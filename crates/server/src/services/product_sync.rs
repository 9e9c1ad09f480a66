//! Printful catalog reads and the Printful to Stripe product mirror.
//!
//! Printful owns the catalog and its retail prices. A sync run mirrors every
//! store product, and each of its variants, into a Stripe product carrying
//! an active price, keyed by Printful ids stored in Stripe metadata:
//!
//! - `metadata['printful_product_id']` on the product-level Stripe product
//! - `metadata['printful_variant_id']` on each variant's Stripe product, which
//!   also names its store product under `printful_parent_product_id`
//!
//! Runs are best-effort: a product that fails is reported with its error
//! and the rest of the catalog still syncs.

use std::collections::BTreeMap;

use futures::stream::{self, StreamExt};
use orgsite_core::{
    CatalogProduct, CatalogVariant, Price, PriceError, PrintfulProductId, StripePriceId,
    SyncOutcome, VariantMapping,
};
use rust_decimal::Decimal;
use thiserror::Error;
use tracing::{debug, info, instrument, warn};

use crate::config::MissingConfig;
use crate::error::{AppError, Result};
use crate::printful::{PrintfulClient, ProductDetail};
use crate::stripe::{PriceParams, Product, ProductParams, StripeClient, StripeError};

/// Stripe metadata key linking a product to its Printful store product.
pub const PRODUCT_METADATA_KEY: &str = "printful_product_id";

/// Stripe metadata key linking a product to its Printful sync variant.
pub const VARIANT_METADATA_KEY: &str = "printful_variant_id";

/// Stripe metadata key naming the store product a variant belongs to.
///
/// Distinct from [`PRODUCT_METADATA_KEY`] so product searches never match
/// variant products.
pub const PARENT_METADATA_KEY: &str = "printful_parent_product_id";

/// Knobs for a sync run.
#[derive(Debug, Clone, Copy)]
pub struct SyncOptions {
    /// Products mirrored in parallel; 1 means strictly sequential.
    pub concurrency: usize,
}

impl Default for SyncOptions {
    fn default() -> Self {
        Self { concurrency: 1 }
    }
}

/// Why a single product failed to sync.
#[derive(Debug, Error)]
enum ProductSyncError {
    #[error("no retail price available")]
    PriceUnavailable,

    #[error(transparent)]
    Price(#[from] PriceError),

    #[error(transparent)]
    Stripe(#[from] StripeError),
}

// =============================================================================
// Catalog reads
// =============================================================================

/// Fetch the full catalog: every store product with its variants.
///
/// Details are fetched one product at a time in listing order. Any failure
/// fails the whole call; no partial catalog is returned.
///
/// # Errors
///
/// Returns [`AppError::Configuration`] without a call if the Printful key is
/// unset, or [`AppError::Upstream`] if any request fails.
#[instrument(skip_all)]
pub async fn get_catalog(printful: &PrintfulClient) -> Result<Vec<CatalogProduct>> {
    if !printful.is_configured() {
        return Err(MissingConfig::PrintfulApiKey.into());
    }

    let summaries = printful
        .list_store_products()
        .await
        .map_err(|e| AppError::upstream("list_products", e))?;

    let mut catalog = Vec::with_capacity(summaries.len());
    for summary in summaries.iter().filter(|s| !s.is_ignored) {
        let detail = printful
            .get_store_product(summary.id)
            .await
            .map_err(|e| AppError::upstream("get_product", e))?;
        catalog.push(CatalogProduct::from(detail));
    }

    debug!(count = catalog.len(), "Fetched catalog");
    Ok(catalog)
}

/// Fetch one store product with its sync variants.
///
/// # Errors
///
/// Returns [`AppError::Configuration`] if the Printful key is unset, or
/// [`AppError::Upstream`] if the request fails.
#[instrument(skip(printful))]
pub async fn get_product_detail(
    printful: &PrintfulClient,
    id: PrintfulProductId,
) -> Result<ProductDetail> {
    if !printful.is_configured() {
        return Err(MissingConfig::PrintfulApiKey.into());
    }

    printful
        .get_store_product(id)
        .await
        .map_err(|e| AppError::upstream("get_product", e))
}

/// Resolve a product's retail price from its first priced variant.
///
/// # Errors
///
/// Returns [`AppError::PriceUnavailable`] when no variant carries a usable
/// price, never a zero price.
#[instrument(skip(printful))]
pub async fn get_retail_price(printful: &PrintfulClient, id: PrintfulProductId) -> Result<Decimal> {
    let detail = get_product_detail(printful, id).await?;
    detail.retail_price().ok_or_else(|| {
        warn!(product_id = %id, "Printful returned no retail price");
        AppError::PriceUnavailable(id)
    })
}

// =============================================================================
// Stripe mirror
// =============================================================================

/// Mirror the whole Printful catalog into Stripe.
///
/// Returns one outcome per catalog product, in catalog order.
///
/// # Errors
///
/// Returns [`AppError::Configuration`] before any call if either provider
/// key is unset, or [`AppError::Upstream`] if the catalog cannot be fetched.
/// Per-product failures are reported inside the outcomes instead.
#[instrument(skip_all, fields(concurrency = options.concurrency))]
pub async fn sync_all_products(
    printful: &PrintfulClient,
    stripe: &StripeClient,
    options: SyncOptions,
) -> Result<Vec<SyncOutcome>> {
    if !printful.is_configured() {
        return Err(MissingConfig::PrintfulApiKey.into());
    }
    if !stripe.is_configured() {
        return Err(MissingConfig::StripeSecretKey.into());
    }

    let catalog = get_catalog(printful).await?;

    let outcomes: Vec<SyncOutcome> = stream::iter(catalog)
        .map(|product| sync_product(stripe, product))
        .buffered(options.concurrency.max(1))
        .collect()
        .await;

    info!(
        synced = outcomes.iter().filter(|o| o.is_success()).count(),
        total = outcomes.len(),
        "Product sync finished"
    );
    Ok(outcomes)
}

/// Human-readable summary of a sync run.
#[must_use]
pub fn sync_summary(outcomes: &[SyncOutcome]) -> String {
    let ok = outcomes.iter().filter(|o| o.is_success()).count();
    format!("Synced {ok} of {} products", outcomes.len())
}

async fn sync_product(stripe: &StripeClient, product: CatalogProduct) -> SyncOutcome {
    match try_sync_product(stripe, &product).await {
        Ok(outcome) => outcome,
        Err(e) => {
            warn!(printful_id = %product.id, error = %e, "Product sync failed");
            SyncOutcome::failed(product.id, product.name, e.to_string())
        }
    }
}

#[instrument(skip_all, fields(printful_id = %product.id))]
async fn try_sync_product(
    stripe: &StripeClient,
    product: &CatalogProduct,
) -> std::result::Result<SyncOutcome, ProductSyncError> {
    let amount = product.price.ok_or(ProductSyncError::PriceUnavailable)?;
    let key_value = product.id.to_string();

    let stripe_product = ensure_product(
        stripe,
        PRODUCT_METADATA_KEY,
        &key_value,
        &product_params(product),
    )
    .await?;
    let price_id = ensure_price(stripe, &stripe_product, PRODUCT_METADATA_KEY, &key_value, amount)
        .await?;

    let mut variants = Vec::with_capacity(product.variants.len());
    for variant in &product.variants {
        let Some(amount) = variant.price.or(product.price) else {
            continue;
        };
        let key_value = variant.id.to_string();

        let variant_product = ensure_product(
            stripe,
            VARIANT_METADATA_KEY,
            &key_value,
            &variant_params(product, variant),
        )
        .await?;
        let variant_price =
            ensure_price(stripe, &variant_product, VARIANT_METADATA_KEY, &key_value, amount)
                .await?;

        variants.push(VariantMapping {
            printful_variant_id: variant.id,
            stripe_product_id: variant_product.id,
            stripe_price_id: variant_price,
        });
    }

    debug!(stripe_product_id = %stripe_product.id, variants = variants.len(), "Product synced");

    Ok(SyncOutcome {
        printful_id: product.id,
        name: product.name.clone(),
        stripe_product_id: Some(stripe_product.id),
        stripe_price_id: Some(price_id),
        variants,
        error: None,
    })
}

fn product_params(product: &CatalogProduct) -> ProductParams {
    ProductParams {
        name: product.name.clone(),
        description: Some(product.description.clone()),
        images: product.image.iter().cloned().collect(),
        metadata: BTreeMap::from([(PRODUCT_METADATA_KEY.to_string(), product.id.to_string())]),
    }
}

fn variant_params(product: &CatalogProduct, variant: &CatalogVariant) -> ProductParams {
    ProductParams {
        name: product.variant_display_name(variant),
        description: Some(product.description.clone()),
        images: product.image.iter().cloned().collect(),
        metadata: BTreeMap::from([
            (PARENT_METADATA_KEY.to_string(), product.id.to_string()),
            (VARIANT_METADATA_KEY.to_string(), variant.id.to_string()),
        ]),
    }
}

/// Update the Stripe product tagged `key=value`, or create it.
async fn ensure_product(
    stripe: &StripeClient,
    key: &str,
    value: &str,
    params: &ProductParams,
) -> std::result::Result<Product, StripeError> {
    match stripe.find_product_by_metadata(key, value).await? {
        Some(existing) => stripe.update_product(&existing.id, params).await,
        None => stripe.create_product(params).await,
    }
}

/// Make sure `product` has an active USD price of `amount`.
///
/// An existing matching price is reused. Otherwise a new one is created and
/// the product's other active prices tagged `key=value` are archived.
async fn ensure_price(
    stripe: &StripeClient,
    product: &Product,
    key: &str,
    value: &str,
    amount: Decimal,
) -> std::result::Result<StripePriceId, ProductSyncError> {
    let price = Price::usd(amount);
    let unit_amount = price.to_minor_units()?;
    let active = stripe.list_active_prices(&product.id).await?;

    if let Some(existing) = active
        .iter()
        .find(|p| p.matches(price.currency_code, unit_amount))
    {
        return Ok(existing.id.clone());
    }

    let created = stripe
        .create_price(&PriceParams {
            product: product.id.clone(),
            currency: price.currency_code,
            unit_amount,
            metadata: BTreeMap::from([(key.to_string(), value.to_string())]),
        })
        .await?;

    for stale in active
        .iter()
        .filter(|p| p.metadata.get(key).map(String::as_str) == Some(value))
    {
        debug!(price_id = %stale.id, "Archiving stale price");
        stripe.deactivate_price(&stale.id).await?;
    }

    Ok(created.id)
}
##########
#### [YOUR ASSIGNMENT]
All lines above from the line with "Stripe product mirror." through the line with "Stripe product carrying", both included, are to be set down exactly, with nothing else.

#### [TASK ANSWER]
//! Printful catalog reads and the Printful to Stripe product mirror.
//!
//! Printful owns the catalog and its retail prices. A sync run mirrors every
//! store product, and each of its variants, into a Stripe product carrying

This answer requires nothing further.